■ Task description
Starting at the top of the entries below, set down each line exactly as written, and stop after the line containing "schema: Arc<arrow_schema::Schema>) ->".

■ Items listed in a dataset

|---|

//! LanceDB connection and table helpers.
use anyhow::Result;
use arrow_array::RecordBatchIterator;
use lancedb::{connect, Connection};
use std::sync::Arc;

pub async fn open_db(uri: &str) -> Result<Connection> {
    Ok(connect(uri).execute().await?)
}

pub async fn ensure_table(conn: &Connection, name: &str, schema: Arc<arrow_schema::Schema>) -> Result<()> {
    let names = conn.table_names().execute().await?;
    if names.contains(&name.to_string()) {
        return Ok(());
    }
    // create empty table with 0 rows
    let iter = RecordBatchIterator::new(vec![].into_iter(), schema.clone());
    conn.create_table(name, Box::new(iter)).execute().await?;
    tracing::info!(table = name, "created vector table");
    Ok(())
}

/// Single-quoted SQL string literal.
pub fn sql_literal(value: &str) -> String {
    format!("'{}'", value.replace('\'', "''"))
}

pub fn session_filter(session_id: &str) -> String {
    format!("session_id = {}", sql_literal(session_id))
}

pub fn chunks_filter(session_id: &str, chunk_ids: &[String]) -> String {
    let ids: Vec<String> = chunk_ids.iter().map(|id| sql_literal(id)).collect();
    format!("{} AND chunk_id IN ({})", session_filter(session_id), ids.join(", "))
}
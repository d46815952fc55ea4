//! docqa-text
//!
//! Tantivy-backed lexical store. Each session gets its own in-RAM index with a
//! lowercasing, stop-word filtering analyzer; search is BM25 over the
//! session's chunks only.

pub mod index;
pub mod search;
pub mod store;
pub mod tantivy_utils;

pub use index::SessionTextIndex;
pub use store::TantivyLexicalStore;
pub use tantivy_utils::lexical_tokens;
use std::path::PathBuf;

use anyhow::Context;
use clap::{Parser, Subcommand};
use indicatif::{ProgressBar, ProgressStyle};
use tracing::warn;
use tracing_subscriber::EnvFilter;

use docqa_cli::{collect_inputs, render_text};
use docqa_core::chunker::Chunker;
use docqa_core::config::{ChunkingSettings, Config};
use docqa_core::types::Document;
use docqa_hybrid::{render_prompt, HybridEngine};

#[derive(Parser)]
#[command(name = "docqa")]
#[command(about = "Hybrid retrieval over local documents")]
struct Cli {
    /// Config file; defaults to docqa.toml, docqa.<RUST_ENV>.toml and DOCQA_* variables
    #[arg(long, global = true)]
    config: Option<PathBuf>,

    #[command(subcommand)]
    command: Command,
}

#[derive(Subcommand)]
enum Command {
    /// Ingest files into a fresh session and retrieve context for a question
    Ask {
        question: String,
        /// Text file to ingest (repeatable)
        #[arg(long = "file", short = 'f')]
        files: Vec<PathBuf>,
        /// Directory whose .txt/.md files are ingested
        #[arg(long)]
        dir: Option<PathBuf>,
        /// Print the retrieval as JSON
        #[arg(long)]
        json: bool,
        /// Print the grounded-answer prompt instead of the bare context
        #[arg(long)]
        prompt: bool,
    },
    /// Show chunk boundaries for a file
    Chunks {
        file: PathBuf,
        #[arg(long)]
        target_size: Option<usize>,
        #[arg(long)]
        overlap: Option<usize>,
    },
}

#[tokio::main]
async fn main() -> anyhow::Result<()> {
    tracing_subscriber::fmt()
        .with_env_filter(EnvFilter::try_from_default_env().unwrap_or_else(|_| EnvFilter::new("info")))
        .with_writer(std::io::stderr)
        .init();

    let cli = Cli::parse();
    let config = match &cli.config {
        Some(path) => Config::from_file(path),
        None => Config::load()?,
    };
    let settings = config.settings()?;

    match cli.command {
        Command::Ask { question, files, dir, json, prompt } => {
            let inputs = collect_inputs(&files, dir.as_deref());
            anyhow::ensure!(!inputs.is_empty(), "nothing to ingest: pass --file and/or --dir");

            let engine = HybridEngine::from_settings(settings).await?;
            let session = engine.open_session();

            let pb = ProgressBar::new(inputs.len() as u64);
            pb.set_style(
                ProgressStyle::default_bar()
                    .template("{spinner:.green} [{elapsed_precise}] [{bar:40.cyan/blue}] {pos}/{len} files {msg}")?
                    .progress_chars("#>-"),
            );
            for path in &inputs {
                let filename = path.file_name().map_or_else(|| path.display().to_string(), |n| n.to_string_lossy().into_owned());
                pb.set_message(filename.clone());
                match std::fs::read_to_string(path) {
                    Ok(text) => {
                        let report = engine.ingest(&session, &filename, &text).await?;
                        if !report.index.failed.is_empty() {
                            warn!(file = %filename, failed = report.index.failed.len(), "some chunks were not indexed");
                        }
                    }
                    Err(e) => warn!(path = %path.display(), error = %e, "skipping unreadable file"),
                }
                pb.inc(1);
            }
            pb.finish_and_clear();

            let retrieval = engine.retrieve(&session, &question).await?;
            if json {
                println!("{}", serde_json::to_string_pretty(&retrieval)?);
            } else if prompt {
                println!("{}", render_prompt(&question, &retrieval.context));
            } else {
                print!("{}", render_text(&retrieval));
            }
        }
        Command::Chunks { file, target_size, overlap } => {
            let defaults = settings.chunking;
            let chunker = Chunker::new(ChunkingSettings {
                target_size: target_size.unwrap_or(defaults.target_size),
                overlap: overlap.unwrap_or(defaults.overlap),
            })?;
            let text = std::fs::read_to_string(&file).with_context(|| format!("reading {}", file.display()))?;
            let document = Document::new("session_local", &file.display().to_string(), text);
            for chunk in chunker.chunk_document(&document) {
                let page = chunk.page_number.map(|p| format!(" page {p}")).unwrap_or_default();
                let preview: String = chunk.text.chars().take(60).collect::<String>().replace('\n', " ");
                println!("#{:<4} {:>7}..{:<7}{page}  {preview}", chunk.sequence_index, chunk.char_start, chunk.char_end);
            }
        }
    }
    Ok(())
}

|---|

■ Solution to the problem
//! LanceDB connection and table helpers.
use anyhow::Result;
use arrow_array::RecordBatchIterator;
use lancedb::{connect, Connection};
use std::sync::Arc;

pub async fn open_db(uri: &str) -> Result<Connection> {
    Ok(connect(uri).execute().await?)
}

pub async fn ensure_table(conn: &Connection, name: &str, schema: Arc<arrow_schema::Schema>) -> Result<()> {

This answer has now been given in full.